Gelernte kraftbasierte Fügevorgänge für komplexe Manipulationsstrategien

Problemstellung

Bei feinfühligen Manipulationen von Montagevorgängen kann es aufgrund von Unsicherheiten zu Verklemmungen kommen, die vermieden werden sollten.

Ziel

Zur Vermeidung von Verklemmungen kann von Mensch-inspirierten Fähigkeiten bei der Steck-Montage gelernt werden.

Lösungskompetenz

Es wird ein adaptives Regelungskonzept mithilfe neuronaler Netze (RNNs) entwickelt, die über ein Long short-term memory (LSTM) verfügen, also ein langes Kurzzeitgedächtnis, welches sich Vorgänge merken und basierend darauf lernen kann.
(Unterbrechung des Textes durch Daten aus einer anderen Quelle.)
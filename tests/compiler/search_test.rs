use insta::assert_snapshot;
use plasma_query::compiler::{compile, compile_with, MissingDatePolicy, QueryKind, ResultOrder};
use plasma_query::model::{Intent, ParsedQuery, QuantityRange, QuantityType, TemporalConstraint};
use plasma_query::parser::PatternExtractor;

#[path = "../common/mod.rs"]
mod common;

use common::{fixed_options, validate_sparql};

fn with_range(
    quantity: QuantityType,
    min: Option<f64>,
    max: Option<f64>,
    unit: &str,
) -> ParsedQuery {
    let mut parsed = ParsedQuery::empty("");
    parsed.add_range(QuantityRange::new(quantity, min, max, unit).unwrap());
    parsed
}

// ----------------------------------------------------------------------------
// Snapshots
// ----------------------------------------------------------------------------

#[test]
fn test_empty_query() {
    let sparql = compile(&ParsedQuery::empty(""), 20);
    validate_sparql(&sparql).unwrap();
    assert_snapshot!(sparql, @r###"
    PREFIX : <http://example.org/plasma#>
    PREFIX paper: <http://example.org/plasma/paper/>
    PREFIX xsd: <http://www.w3.org/2001/XMLSchema#>

    SELECT DISTINCT ?paper ?title ?authors ?publicationDate
    WHERE {
      ?paper a :Paper ;
        :title ?title .
      OPTIONAL { ?paper :authors ?authors . }
      OPTIONAL { ?paper :publicationDate ?publicationDate . }
    }
    ORDER BY ?title
    LIMIT 20
    "###);
}

#[test]
fn test_temperature_lower_bound() {
    let parsed = with_range(QuantityType::Temperature, Some(10.0), None, "keV");
    let sparql = compile_with(&parsed, &fixed_options()).sparql;
    validate_sparql(&sparql).unwrap();
    assert_snapshot!(sparql, @r###"
    PREFIX : <http://example.org/plasma#>
    PREFIX paper: <http://example.org/plasma/paper/>
    PREFIX xsd: <http://www.w3.org/2001/XMLSchema#>

    SELECT DISTINCT ?paper ?title ?authors ?publicationDate ?tempValue ?tempUnit ?tempNormalized
    WHERE {
      ?paper a :Paper ;
        :title ?title .
      OPTIONAL { ?paper :authors ?authors . }
      OPTIONAL { ?paper :publicationDate ?publicationDate . }
      ?paper :reports ?tempMeas .
      ?tempMeas :measuresParameter ?temp .
      ?temp a :Temperature ;
        :value ?tempValue ;
        :unitString ?tempUnit ;
        :normalizedValue ?tempNormalized .
      FILTER(?tempNormalized >= 10.0)
    }
    ORDER BY ?title
    LIMIT 20
    "###);
}

#[test]
fn test_keywords_and_year() {
    let parsed = PatternExtractor::new().extract("tokamak results published in 2021");
    let sparql = compile_with(&parsed, &fixed_options()).sparql;
    validate_sparql(&sparql).unwrap();
    assert_snapshot!(sparql, @r###"
    PREFIX : <http://example.org/plasma#>
    PREFIX paper: <http://example.org/plasma/paper/>
    PREFIX xsd: <http://www.w3.org/2001/XMLSchema#>

    SELECT DISTINCT ?paper ?title ?authors ?publicationDate
    WHERE {
      ?paper a :Paper ;
        :title ?title .
      OPTIONAL { ?paper :authors ?authors . }
      OPTIONAL { ?paper :publicationDate ?publicationDate . }
      FILTER(STRSTARTS(STR(?publicationDate), "2021"))
      OPTIONAL { ?paper :abstract ?abstract . }
      FILTER(REGEX(?title, "tokamak", "i") || REGEX(COALESCE(?abstract, ""), "tokamak", "i"))
    }
    ORDER BY DESC(?publicationDate) ?title
    LIMIT 20
    "###);
}

// ----------------------------------------------------------------------------
// Filters
// ----------------------------------------------------------------------------

#[test]
fn test_density_range_uses_normalized_values() {
    let parsed = with_range(QuantityType::Density, Some(1e13), Some(1e14), "cm^-3");
    let sparql = compile_with(&parsed, &fixed_options()).sparql;
    validate_sparql(&sparql).unwrap();
    assert!(sparql.contains("?dens a :Density ;"));
    assert!(sparql.contains("FILTER(?densNormalized >= 1e19 && ?densNormalized <= 1e20)"));
    assert!(sparql.contains("?densValue ?densUnit ?densNormalized"));
}

#[test]
fn test_upper_bound_only() {
    let parsed = with_range(QuantityType::Temperature, None, Some(0.5), "MeV");
    let sparql = compile_with(&parsed, &fixed_options()).sparql;
    assert!(sparql.contains("FILTER(?tempNormalized <= 500.0)"));
    assert!(!sparql.contains(">="));
}

#[test]
fn test_two_quantities_are_joined() {
    let mut parsed = with_range(QuantityType::Temperature, Some(5.0), None, "keV");
    parsed.add_range(
        QuantityRange::new(QuantityType::Density, Some(1e19), None, "m^-3").unwrap(),
    );
    let sparql = compile_with(&parsed, &fixed_options()).sparql;
    validate_sparql(&sparql).unwrap();
    assert!(sparql.contains("?paper :reports ?tempMeas ."));
    assert!(sparql.contains("?paper :reports ?densMeas ."));
    assert!(sparql.contains("FILTER(?tempNormalized >= 5.0)"));
    assert!(sparql.contains("FILTER(?densNormalized >= 1e19)"));
}

#[test]
fn test_recent_uses_reference_date() {
    let mut parsed = ParsedQuery::empty("");
    parsed.temporal_constraint = Some(TemporalConstraint::Recent);
    let sparql = compile_with(&parsed, &fixed_options()).sparql;
    validate_sparql(&sparql).unwrap();
    assert!(sparql.contains("FILTER(STR(?publicationDate) >= \"2022-06-02\")"));
    assert!(sparql.contains("ORDER BY DESC(?publicationDate) ?title"));
}

#[test]
fn test_recent_window_is_configurable() {
    let mut parsed = ParsedQuery::empty("");
    parsed.temporal_constraint = Some(TemporalConstraint::Recent);
    let options = fixed_options().with_recent_days(30);
    let sparql = compile_with(&parsed, &options).sparql;
    assert!(sparql.contains("\"2024-05-02\""));
}

#[test]
fn test_missing_dates_can_be_included() {
    let mut parsed = ParsedQuery::empty("");
    parsed.temporal_constraint = Some(TemporalConstraint::Year(2020));
    let options = fixed_options().with_missing_dates(MissingDatePolicy::Include);
    let sparql = compile_with(&parsed, &options).sparql;
    validate_sparql(&sparql).unwrap();
    assert!(sparql.contains(
        "FILTER(!BOUND(?publicationDate) || STRSTARTS(STR(?publicationDate), \"2020\"))"
    ));
}

#[test]
fn test_keywords_are_escaped() {
    let mut parsed = ParsedQuery::empty("");
    parsed.add_keyword("d-t");
    parsed.add_keyword("quote\"mark");
    let sparql = compile_with(&parsed, &fixed_options()).sparql;
    validate_sparql(&sparql).unwrap();
    assert!(sparql.contains(r#"REGEX(?title, "d\\-t|quote\"mark", "i")"#));
}

#[test]
fn test_title_only_keyword_matching() {
    let mut parsed = ParsedQuery::empty("");
    parsed.add_keyword("stellarator");
    let options = fixed_options().with_match_abstract(false);
    let sparql = compile_with(&parsed, &options).sparql;
    validate_sparql(&sparql).unwrap();
    assert!(!sparql.contains("?abstract"));
    assert!(sparql.contains("FILTER(REGEX(?title, \"stellarator\", \"i\"))"));
}

// ----------------------------------------------------------------------------
// Shape
// ----------------------------------------------------------------------------

#[test]
fn test_limit() {
    let parsed = ParsedQuery::empty("");
    assert!(compile(&parsed, 5).ends_with("LIMIT 5"));
    assert!(compile(&parsed, 0).ends_with("LIMIT 1"));
}

#[test]
fn test_newest_first_order() {
    let options = fixed_options().with_order(ResultOrder::NewestFirst);
    let sparql = compile_with(&ParsedQuery::empty(""), &options).sparql;
    assert!(sparql.contains("ORDER BY DESC(?publicationDate) ?title"));
}

#[test]
fn test_compare_compiles_as_search() {
    let mut parsed = with_range(QuantityType::Temperature, Some(1.0), None, "keV");
    parsed.intent = Intent::Compare;
    let output = compile_with(&parsed, &fixed_options());
    assert_eq!(output.kind, QueryKind::Search);
    assert!(output.sparql.starts_with("PREFIX"));
    assert!(output.sparql.contains("SELECT DISTINCT ?paper"));
}

#[test]
fn test_output_ast_matches_text() {
    let parsed = with_range(QuantityType::Density, Some(1e19), None, "m^-3");
    let output = compile_with(&parsed, &fixed_options());
    assert_eq!(output.query.to_sparql(), output.sparql);
    assert_eq!(output.query.limit, Some(20));
    assert!(output.query.distinct);
}

#[test]
fn test_compile_is_deterministic() {
    let parsed =
        PatternExtractor::new().extract("recent tokamak papers with density above 10^19 m^-3");
    let options = fixed_options();
    assert_eq!(
        compile_with(&parsed, &options).sparql,
        compile_with(&parsed, &options).sparql
    );
}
Außerdem wird kartesische Kraftregelung mit Vorwärts-Dynamik eingesetzt. Ein initiales und sicheres Lernen wird durch menschliche Teleoperation in der Simulation gewährleistet. Ein robuster Sim2Real-Transfer ermöglicht den einfachen und schnellen Einsatz in realen Anwendungen.

Erprobungsumgebung

Da die Controller über Open Source Lizenzen verfügbar sind, ist ein schneller Transfer in die Produktion möglich.